__Problem details__:
In the listing that follows, the lines starting at the one containing "#[arg(short = 'o', long)]" and ending at the one containing "let file = match" are to be returned exactly, both boundary lines included, and no others.

__Data for this exercise__:
[Start of section]
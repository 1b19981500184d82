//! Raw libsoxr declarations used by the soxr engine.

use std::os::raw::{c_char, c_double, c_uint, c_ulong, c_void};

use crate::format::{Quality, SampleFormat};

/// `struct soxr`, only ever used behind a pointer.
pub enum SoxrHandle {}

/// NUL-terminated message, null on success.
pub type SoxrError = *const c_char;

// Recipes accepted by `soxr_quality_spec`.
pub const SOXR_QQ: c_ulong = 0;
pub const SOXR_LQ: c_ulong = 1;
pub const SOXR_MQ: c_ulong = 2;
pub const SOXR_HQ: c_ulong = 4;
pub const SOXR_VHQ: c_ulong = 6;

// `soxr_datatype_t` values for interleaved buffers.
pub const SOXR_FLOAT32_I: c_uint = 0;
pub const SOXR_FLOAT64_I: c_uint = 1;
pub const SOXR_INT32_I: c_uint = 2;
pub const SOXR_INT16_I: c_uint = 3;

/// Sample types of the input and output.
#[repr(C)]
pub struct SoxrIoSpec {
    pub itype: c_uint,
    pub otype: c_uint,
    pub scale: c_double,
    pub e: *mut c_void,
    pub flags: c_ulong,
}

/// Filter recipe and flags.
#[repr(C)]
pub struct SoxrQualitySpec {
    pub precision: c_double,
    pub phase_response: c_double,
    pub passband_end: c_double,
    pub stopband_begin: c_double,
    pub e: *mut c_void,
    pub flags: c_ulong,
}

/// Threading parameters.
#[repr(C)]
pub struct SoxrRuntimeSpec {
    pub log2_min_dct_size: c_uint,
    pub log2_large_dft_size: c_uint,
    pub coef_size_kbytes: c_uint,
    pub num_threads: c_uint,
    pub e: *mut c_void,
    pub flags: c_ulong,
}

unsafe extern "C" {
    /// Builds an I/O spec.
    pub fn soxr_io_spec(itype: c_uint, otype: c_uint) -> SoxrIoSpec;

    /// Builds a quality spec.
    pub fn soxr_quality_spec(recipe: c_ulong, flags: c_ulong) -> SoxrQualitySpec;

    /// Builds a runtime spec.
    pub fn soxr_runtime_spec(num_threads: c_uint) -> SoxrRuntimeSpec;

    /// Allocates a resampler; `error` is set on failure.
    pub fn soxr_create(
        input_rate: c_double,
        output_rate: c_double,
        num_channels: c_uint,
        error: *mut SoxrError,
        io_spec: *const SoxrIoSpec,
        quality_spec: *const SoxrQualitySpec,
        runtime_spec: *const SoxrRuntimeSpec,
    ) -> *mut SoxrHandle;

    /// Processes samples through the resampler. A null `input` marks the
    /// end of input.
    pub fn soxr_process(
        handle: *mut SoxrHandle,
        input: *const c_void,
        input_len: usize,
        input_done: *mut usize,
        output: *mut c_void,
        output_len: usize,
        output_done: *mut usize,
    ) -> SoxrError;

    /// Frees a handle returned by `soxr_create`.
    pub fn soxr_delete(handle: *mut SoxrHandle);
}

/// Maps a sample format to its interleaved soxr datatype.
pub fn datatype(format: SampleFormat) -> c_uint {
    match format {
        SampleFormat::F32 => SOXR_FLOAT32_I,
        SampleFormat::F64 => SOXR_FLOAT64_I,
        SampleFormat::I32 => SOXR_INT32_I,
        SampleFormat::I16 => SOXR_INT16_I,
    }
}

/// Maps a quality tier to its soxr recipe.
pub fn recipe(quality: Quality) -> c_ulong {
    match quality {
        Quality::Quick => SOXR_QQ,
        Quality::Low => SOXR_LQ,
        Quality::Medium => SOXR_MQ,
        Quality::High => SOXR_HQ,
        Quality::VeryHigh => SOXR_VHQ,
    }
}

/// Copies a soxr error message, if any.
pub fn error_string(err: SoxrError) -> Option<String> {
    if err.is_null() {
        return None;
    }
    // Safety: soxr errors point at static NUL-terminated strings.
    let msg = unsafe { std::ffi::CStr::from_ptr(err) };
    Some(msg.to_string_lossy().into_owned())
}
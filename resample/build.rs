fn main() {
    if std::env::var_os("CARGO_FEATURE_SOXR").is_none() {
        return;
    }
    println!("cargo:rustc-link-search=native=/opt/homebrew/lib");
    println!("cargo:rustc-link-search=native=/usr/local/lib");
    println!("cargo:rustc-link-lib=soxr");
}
[End of section]
[Start of section]
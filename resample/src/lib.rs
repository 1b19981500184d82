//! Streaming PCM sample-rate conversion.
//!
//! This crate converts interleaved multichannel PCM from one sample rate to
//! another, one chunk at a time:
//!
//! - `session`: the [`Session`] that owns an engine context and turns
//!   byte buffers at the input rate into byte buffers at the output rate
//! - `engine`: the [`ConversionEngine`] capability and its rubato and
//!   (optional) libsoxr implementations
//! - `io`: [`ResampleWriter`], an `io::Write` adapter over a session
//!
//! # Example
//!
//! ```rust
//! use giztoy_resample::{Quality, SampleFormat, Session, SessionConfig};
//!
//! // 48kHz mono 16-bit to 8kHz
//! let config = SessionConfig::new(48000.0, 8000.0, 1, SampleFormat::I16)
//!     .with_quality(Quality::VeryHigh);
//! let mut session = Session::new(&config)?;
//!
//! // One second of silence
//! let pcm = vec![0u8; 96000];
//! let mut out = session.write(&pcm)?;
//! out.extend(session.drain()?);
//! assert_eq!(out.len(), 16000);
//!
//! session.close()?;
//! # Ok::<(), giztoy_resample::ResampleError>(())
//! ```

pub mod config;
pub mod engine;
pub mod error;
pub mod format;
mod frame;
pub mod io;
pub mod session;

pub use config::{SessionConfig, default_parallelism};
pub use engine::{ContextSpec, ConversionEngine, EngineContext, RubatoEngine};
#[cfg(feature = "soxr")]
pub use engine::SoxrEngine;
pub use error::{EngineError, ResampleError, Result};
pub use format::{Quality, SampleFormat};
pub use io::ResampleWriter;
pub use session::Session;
[End of section]
[Start of section]
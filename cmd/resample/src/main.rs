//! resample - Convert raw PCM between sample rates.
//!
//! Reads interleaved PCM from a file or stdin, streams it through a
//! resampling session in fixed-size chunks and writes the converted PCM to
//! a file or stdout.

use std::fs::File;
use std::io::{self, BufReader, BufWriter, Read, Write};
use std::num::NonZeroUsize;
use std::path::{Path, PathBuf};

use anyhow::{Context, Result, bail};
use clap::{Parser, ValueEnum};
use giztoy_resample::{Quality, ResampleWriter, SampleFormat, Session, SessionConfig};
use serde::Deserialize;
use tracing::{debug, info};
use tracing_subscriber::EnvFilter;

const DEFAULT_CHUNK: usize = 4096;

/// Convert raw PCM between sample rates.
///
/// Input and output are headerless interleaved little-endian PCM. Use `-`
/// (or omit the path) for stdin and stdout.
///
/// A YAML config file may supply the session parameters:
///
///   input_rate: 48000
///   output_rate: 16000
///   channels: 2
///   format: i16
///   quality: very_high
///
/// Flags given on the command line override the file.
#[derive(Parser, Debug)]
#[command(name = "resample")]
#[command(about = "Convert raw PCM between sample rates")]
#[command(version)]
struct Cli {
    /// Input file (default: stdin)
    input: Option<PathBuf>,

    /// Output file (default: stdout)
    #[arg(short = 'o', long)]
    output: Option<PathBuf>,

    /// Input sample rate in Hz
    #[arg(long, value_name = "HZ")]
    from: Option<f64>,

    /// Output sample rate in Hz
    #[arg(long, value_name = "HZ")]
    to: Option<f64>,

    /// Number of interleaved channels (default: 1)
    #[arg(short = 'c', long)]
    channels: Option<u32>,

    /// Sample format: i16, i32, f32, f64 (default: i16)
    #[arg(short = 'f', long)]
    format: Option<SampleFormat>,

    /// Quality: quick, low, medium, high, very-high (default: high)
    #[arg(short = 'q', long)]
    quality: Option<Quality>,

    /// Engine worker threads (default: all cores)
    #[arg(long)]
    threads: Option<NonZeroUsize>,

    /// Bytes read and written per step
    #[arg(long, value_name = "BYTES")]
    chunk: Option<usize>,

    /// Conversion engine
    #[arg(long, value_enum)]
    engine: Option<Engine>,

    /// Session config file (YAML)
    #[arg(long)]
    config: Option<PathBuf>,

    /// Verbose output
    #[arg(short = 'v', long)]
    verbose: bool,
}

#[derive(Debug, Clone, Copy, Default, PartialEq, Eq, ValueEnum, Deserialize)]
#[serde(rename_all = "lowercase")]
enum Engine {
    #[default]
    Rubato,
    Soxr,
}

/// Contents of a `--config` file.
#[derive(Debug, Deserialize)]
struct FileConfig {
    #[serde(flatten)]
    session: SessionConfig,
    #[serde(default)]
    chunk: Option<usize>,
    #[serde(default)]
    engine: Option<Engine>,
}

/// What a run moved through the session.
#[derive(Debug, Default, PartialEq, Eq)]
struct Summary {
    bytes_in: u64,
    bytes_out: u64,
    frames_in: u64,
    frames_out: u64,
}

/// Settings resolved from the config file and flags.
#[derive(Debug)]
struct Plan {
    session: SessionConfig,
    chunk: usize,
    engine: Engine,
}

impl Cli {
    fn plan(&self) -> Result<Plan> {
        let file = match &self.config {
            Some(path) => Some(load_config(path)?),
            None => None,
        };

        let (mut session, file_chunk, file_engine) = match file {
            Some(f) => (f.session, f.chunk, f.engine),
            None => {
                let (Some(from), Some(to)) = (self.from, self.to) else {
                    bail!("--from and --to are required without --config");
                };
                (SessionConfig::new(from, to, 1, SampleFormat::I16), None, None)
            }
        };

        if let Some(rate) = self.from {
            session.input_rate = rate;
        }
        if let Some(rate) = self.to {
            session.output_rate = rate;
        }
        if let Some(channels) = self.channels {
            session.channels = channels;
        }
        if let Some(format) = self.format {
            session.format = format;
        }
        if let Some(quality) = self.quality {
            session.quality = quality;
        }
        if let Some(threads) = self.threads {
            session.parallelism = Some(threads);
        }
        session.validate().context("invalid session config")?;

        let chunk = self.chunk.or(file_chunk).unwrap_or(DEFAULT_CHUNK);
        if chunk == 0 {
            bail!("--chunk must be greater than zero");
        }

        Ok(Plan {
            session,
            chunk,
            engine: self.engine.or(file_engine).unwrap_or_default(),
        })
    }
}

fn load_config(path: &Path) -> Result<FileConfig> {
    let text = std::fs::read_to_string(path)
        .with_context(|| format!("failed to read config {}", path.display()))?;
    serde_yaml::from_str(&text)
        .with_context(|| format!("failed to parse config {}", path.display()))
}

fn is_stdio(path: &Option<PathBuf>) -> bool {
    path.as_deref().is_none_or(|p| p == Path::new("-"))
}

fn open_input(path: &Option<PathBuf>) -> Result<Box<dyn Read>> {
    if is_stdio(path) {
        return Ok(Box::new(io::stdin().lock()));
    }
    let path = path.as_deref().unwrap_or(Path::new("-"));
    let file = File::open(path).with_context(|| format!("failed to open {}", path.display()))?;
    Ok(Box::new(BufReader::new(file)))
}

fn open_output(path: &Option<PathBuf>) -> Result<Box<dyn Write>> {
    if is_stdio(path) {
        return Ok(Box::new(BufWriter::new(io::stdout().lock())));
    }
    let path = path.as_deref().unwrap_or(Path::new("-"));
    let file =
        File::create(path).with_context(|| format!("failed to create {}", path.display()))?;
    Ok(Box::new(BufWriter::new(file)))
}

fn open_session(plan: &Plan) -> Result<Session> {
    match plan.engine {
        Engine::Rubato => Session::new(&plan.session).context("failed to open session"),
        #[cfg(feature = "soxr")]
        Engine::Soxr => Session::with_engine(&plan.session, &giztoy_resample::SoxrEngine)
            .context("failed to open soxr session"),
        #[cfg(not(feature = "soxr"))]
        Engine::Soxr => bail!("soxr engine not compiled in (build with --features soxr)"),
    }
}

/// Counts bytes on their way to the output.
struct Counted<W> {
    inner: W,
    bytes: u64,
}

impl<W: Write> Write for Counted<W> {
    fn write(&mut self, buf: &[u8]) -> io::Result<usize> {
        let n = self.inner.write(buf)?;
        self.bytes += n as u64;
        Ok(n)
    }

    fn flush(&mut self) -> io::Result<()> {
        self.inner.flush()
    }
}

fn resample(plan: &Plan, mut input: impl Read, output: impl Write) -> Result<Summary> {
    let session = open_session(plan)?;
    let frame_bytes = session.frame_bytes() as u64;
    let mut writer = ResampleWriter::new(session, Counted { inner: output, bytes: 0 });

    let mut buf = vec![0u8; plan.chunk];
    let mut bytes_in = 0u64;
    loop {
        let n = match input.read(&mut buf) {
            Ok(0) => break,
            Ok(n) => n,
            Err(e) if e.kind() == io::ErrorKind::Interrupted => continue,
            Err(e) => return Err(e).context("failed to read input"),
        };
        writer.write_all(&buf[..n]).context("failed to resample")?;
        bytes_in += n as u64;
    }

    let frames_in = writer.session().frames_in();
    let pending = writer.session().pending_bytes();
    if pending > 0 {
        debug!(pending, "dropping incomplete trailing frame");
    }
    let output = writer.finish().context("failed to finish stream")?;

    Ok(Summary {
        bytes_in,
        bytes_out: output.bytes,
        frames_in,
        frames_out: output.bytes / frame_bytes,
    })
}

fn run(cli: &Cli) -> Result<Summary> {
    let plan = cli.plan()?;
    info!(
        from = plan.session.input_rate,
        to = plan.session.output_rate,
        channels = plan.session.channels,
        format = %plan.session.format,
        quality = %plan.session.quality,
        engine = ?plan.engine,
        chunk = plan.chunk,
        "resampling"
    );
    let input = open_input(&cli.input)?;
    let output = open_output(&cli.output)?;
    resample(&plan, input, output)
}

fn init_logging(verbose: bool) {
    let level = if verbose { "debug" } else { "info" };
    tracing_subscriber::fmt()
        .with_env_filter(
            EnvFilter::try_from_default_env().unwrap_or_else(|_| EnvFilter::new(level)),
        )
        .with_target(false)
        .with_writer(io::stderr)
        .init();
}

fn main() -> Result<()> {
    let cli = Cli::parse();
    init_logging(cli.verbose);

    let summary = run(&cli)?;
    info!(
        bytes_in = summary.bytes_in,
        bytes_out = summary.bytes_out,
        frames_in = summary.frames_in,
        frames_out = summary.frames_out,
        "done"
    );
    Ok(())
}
[End of section]
__Finished task__:
    #[arg(short = 'o', long)]
    output: Option<PathBuf>,

    /// Input sample rate in Hz
    #[arg(long, value_name = "HZ")]
    from: Option<f64>,

    /// Output sample rate in Hz
    #[arg(long, value_name = "HZ")]
    to: Option<f64>,

    /// Number of interleaved channels (default: 1)
    #[arg(short = 'c', long)]
    channels: Option<u32>,

    /// Sample format: i16, i32, f32, f64 (default: i16)
    #[arg(short = 'f', long)]
    format: Option<SampleFormat>,

    /// Quality: quick, low, medium, high, very-high (default: high)
    #[arg(short = 'q', long)]
    quality: Option<Quality>,

    /// Engine worker threads (default: all cores)
    #[arg(long)]
    threads: Option<NonZeroUsize>,

    /// Bytes read and written per step
    #[arg(long, value_name = "BYTES")]
    chunk: Option<usize>,

    /// Conversion engine
    #[arg(long, value_enum)]
    engine: Option<Engine>,

    /// Session config file (YAML)
    #[arg(long)]
    config: Option<PathBuf>,

    /// Verbose output
    #[arg(short = 'v', long)]
    verbose: bool,
}

#[derive(Debug, Clone, Copy, Default, PartialEq, Eq, ValueEnum, Deserialize)]
#[serde(rename_all = "lowercase")]
enum Engine {
    #[default]
    Rubato,
    Soxr,
}

/// Contents of a `--config` file.
#[derive(Debug, Deserialize)]
struct FileConfig {
    #[serde(flatten)]
    session: SessionConfig,
    #[serde(default)]
    chunk: Option<usize>,
    #[serde(default)]
    engine: Option<Engine>,
}

/// What a run moved through the session.
#[derive(Debug, Default, PartialEq, Eq)]
struct Summary {
    bytes_in: u64,
    bytes_out: u64,
    frames_in: u64,
    frames_out: u64,
}

/// Settings resolved from the config file and flags.
#[derive(Debug)]
struct Plan {
    session: SessionConfig,
    chunk: usize,
    engine: Engine,
}

impl Cli {
    fn plan(&self) -> Result<Plan> {
        let file = match &self.config {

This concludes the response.